Formula 1

Published on Luglio 2nd, 2024 | by Massimo Campi

0

ADRIAN NEWEY, “THE GENIUS”   (PRIMA PARTE)

Testo, foto e disegni di PAOLO D’ALESSIO

Da domenica 5 maggio, quando si è presentato per l’ultima volta al muretto box della Red Bull, Adrian Newey è diventato l’uomo più ricercato della Formula 1. Lance Stroll lo vorrebbe all’Aston Martin, per fare definitivamente decollare il team anglo-canadese e dopo le ultime stagioni sottotono della Mercedes anche Toto Wolff gli fa una corte spietata. Per non parlare della Ferrari, che potrebbe essere l’ultima, prestigiosa, destinazione del genio inglese, per concludere in bellezza una carriera coronata da 13 titoli mondiali piloti e 12 costruttori. Per saperne di più bisognerà probabilmente attendere alcuni mesi, anche in considerazione del fatto che fino ad Aprile 2025 Newey dovrà rispettare il periodo di “gardening”, imposto dal regolamento. In attesa di quella data analizziamo quelle che sono state le pietre miliari della plurivittoriosa carriera del “genius”, il tecnico più titolato nella storia della Formula 1. L’indiscusso mago dell’aerodinamica.

1988: MARCH – JUDD 881 

Nato a Stratford-upon-Avon, città natale di William Shakespeare, Newey si laurea in ingegneria aeronautica e ingegneria aerospaziale dalla Università di Southampton nel 1980. Appassionato di automobilismo fin dall’infanzia, nel 1980 inizia a collabortare col team di Emerson Fittipaldi, per poi passare alla March, che lo dirotta al programma Indy, dove progetta la 85C, che nel 1985 vince il titolo CART con Al Unser, e si ripete l’anno dsuccessivo con Bobby Rahal.
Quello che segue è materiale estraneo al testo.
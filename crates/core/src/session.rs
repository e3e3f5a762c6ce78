//! The session state machine.
//!
//! A [`Session`] is the single source of truth for "who is the current
//! actor". It starts `Initializing`, becomes `Ready` after the first
//! restore attempt (success or failure), and is only ever mutated through
//! the named transitions here: [`Session::restore`],
//! [`Session::establish`], [`Session::logout`] and [`Session::teardown`].
//! Authorization flags are computed on read, never stored.

use crate::credential::{self, CredentialStore};
use crate::types::{Role, UserProfile};

/// Lifecycle status of the session.
///
/// `Initializing` only exists before the first restore attempt completes;
/// `Ready` is terminal for the life of the session.
#[derive(Debug, Clone, Copy, PartialEq, Eq)]
pub enum SessionStatus {
    Initializing,
    Ready,
}

/// The current actor and the session lifecycle status.
#[derive(Debug, Clone, PartialEq, Eq)]
pub struct Session {
    current_user: Option<UserProfile>,
    status: SessionStatus,
}

impl Default for Session {
    fn default() -> Self {
        Self::new()
    }
}

impl Session {
    /// A fresh session, before any restore attempt.
    #[must_use]
    pub const fn new() -> Self {
        Self {
            current_user: None,
            status: SessionStatus::Initializing,
        }
    }

    /// Restore the session from the persisted credential pair.
    ///
    /// Trusts locally persisted data; does not contact the backend. A
    /// partial or malformed pair is self-healed by clearing the store and
    /// leaving the session unauthenticated. Always lands on `Ready` and
    /// never fails.
    pub fn restore(store: &mut dyn CredentialStore) -> Self {
        let current_user = match store.snapshot().interpret() {
            Ok(Some(cred)) => Some(cred.user),
            Ok(None) => None,
            Err(_) => {
                // Indistinguishable from "never logged in" for the user,
                // so heal silently.
                credential::clear(store);
                None
            }
        };

        Self {
            current_user,
            status: SessionStatus::Ready,
        }
    }

    /// Apply a successful login or registration.
    ///
    /// Persists the token/profile pair and replaces the current actor.
    pub fn establish(&mut self, store: &mut dyn CredentialStore, token: &str, profile: UserProfile) {
        credential::persist(store, token, &profile);
        self.current_user = Some(profile);
        self.status = SessionStatus::Ready;
    }

    /// Log out: clear the actor and the persisted pair.
    ///
    /// Synchronous, infallible, no backend call.
    pub fn logout(&mut self, store: &mut dyn CredentialStore) {
        credential::clear(store);
        self.current_user = None;
    }

    /// Session teardown after an authentication-rejected backend response.
    ///
    /// Same effect as [`Session::logout`]; whether a redirect follows is
    /// the caller's decision.
    pub fn teardown(&mut self, store: &mut dyn CredentialStore) {
        self.logout(store);
    }

    /// Lifecycle status.
    #[must_use]
    pub const fn status(&self) -> SessionStatus {
        self.status
    }

    /// The current actor, if any.
    #[must_use]
    pub const fn current_user(&self) -> Option<&UserProfile> {
        self.current_user.as_ref()
    }

    /// Derived: someone is logged in.
    #[must_use]
    pub const fn is_authenticated(&self) -> bool {
        self.current_user.is_some()
    }

    /// Derived: the current actor is an admin.
    #[must_use]
    pub fn is_admin(&self) -> bool {
        self.current_user
            .as_ref()
            .is_some_and(|user| user.role == Role::Admin)
    }

    /// Derived: logged in, but not an admin.
    #[must_use]
    pub fn is_regular_user(&self) -> bool {
        self.is_authenticated() && !self.is_admin()
    }

    /// The current actor's role, if any.
    #[must_use]
    pub fn role(&self) -> Option<Role> {
        self.current_user.as_ref().map(|user| user.role)
    }

    /// Build an already-`Ready` session around a known actor.
    ///
    /// For contexts (and tests) where the restore has conceptually
    /// already happened.
    #[must_use]
    pub const fn ready(current_user: Option<UserProfile>) -> Self {
        Self {
            current_user,
            status: SessionStatus::Ready,
        }
    }
}

#[cfg(test)]
mod tests {
    use super::*;
    use crate::credential::{MemoryCredentialStore, persist};

    // Restore with an empty store is a no-op that still lands Ready.
    #[test]
    fn test_restore_with_empty_store() {
        let mut store = MemoryCredentialStore::default();
        let session = Session::restore(&mut store);

        assert_eq!(session.status(), SessionStatus::Ready);
        assert!(session.current_user().is_none());
        assert!(!session.is_authenticated());
        assert!(store.is_consistent());
    }

    #[test]
    fn test_restore_with_valid_pair() {
        let profile = UserProfile::test_with_role(Role::Admin);
        let mut store = MemoryCredentialStore::default();
        persist(&mut store, "tok", &profile);

        let session = Session::restore(&mut store);
        assert_eq!(session.status(), SessionStatus::Ready);
        assert_eq!(session.current_user(), Some(&profile));
        assert!(session.is_authenticated());
        assert!(session.is_admin());
        assert!(!session.is_regular_user());
    }

    // A lone token is cleared and the session stays logged out.
    #[test]
    fn test_restore_heals_partial_pair() {
        let mut store = MemoryCredentialStore {
            token: Some("abc".to_owned()),
            user_data: None,
        };

        let session = Session::restore(&mut store);
        assert_eq!(session.status(), SessionStatus::Ready);
        assert!(session.current_user().is_none());
        assert!(store.token.is_none());
        assert!(store.user_data.is_none());
    }

    #[test]
    fn test_restore_heals_malformed_profile() {
        let mut store = MemoryCredentialStore {
            token: Some("abc".to_owned()),
            user_data: Some("][".to_owned()),
        };

        let session = Session::restore(&mut store);
        assert!(!session.is_authenticated());
        assert!(store.token.is_none() && store.user_data.is_none());
    }

    #[test]
    fn test_establish_then_logout() {
        let profile = UserProfile::test_with_role(Role::User);
        let mut store = MemoryCredentialStore::default();
        let mut session = Session::restore(&mut store);

        session.establish(&mut store, "tok", profile.clone());
        assert!(session.is_authenticated());
        assert!(session.is_regular_user());
        assert_eq!(session.role(), Some(Role::User));
        assert!(store.is_consistent() && store.token.is_some());

        session.logout(&mut store);
        assert!(!session.is_authenticated());
        assert_eq!(session.status(), SessionStatus::Ready);
        assert!(store.is_consistent() && store.token.is_none());
    }

    #[test]
    fn test_teardown_matches_logout() {
        let profile = UserProfile::test_with_role(Role::User);
        let mut store = MemoryCredentialStore::default();
        let mut session = Session::ready(Some(profile.clone()));
        persist(&mut store, "tok", &profile);

        session.teardown(&mut store);
        assert!(!session.is_authenticated());
        assert!(store.token.is_none() && store.user_data.is_none());
    }

    #[test]
    fn test_derived_flags_never_stored() {
        // A fresh session is Initializing and unauthenticated regardless
        // of what a caller might expect to find cached.
        let session = Session::new();
        assert_eq!(session.status(), SessionStatus::Initializing);
        assert!(!session.is_authenticated());
        assert!(!session.is_admin());
        assert!(!session.is_regular_user());
    }
}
Dopo queste brillanti affermazioni, nel 1988 Adrian Newey approda al team March-Leyton House, Newey, dove ottiene il ruolo di direttore tecnico e firma la sua prima monoposto di Formula 1: la March-Judd 881. Una monoposto che, fin dalle prime uscite, cattura l’attenzione degli addetti ai lavori per la sua conformazione aerodinamica: come si può vedere nella vista laterale e nella vista in pianta, il posto di guida è ulteriormente avanzato, rispetto alle altre vetture e le fiancate laterali sono rastrematissime, in corrispondenza del retrotreno. Non solo: alla vigilia della nascita delle prime monoposto con muso rialzato (introdotte in Formula 1 dalla Tyrrell, nel 1990), nel 1988 Newey è il primo a “scavare” la parte bassa della scocca, per aumentare la portata d’aria che si incunea sotto il fondo piatto e va poi ad investire il profilo estrattore posteriore. Altra caratteristica della March Judd 881 gli ampi alettoni anteriori, che assicurano un buon carico sull’asse anteriore, senza penalizzare troppo la vettura sul dritto. Nel 1988, ultimo anno dell’era turbo, la vettura di Capelli e Gugelmin è probabilmente la migliore vettura aspirata del lotto, pur disponendo del non potentissimo V8 Judd.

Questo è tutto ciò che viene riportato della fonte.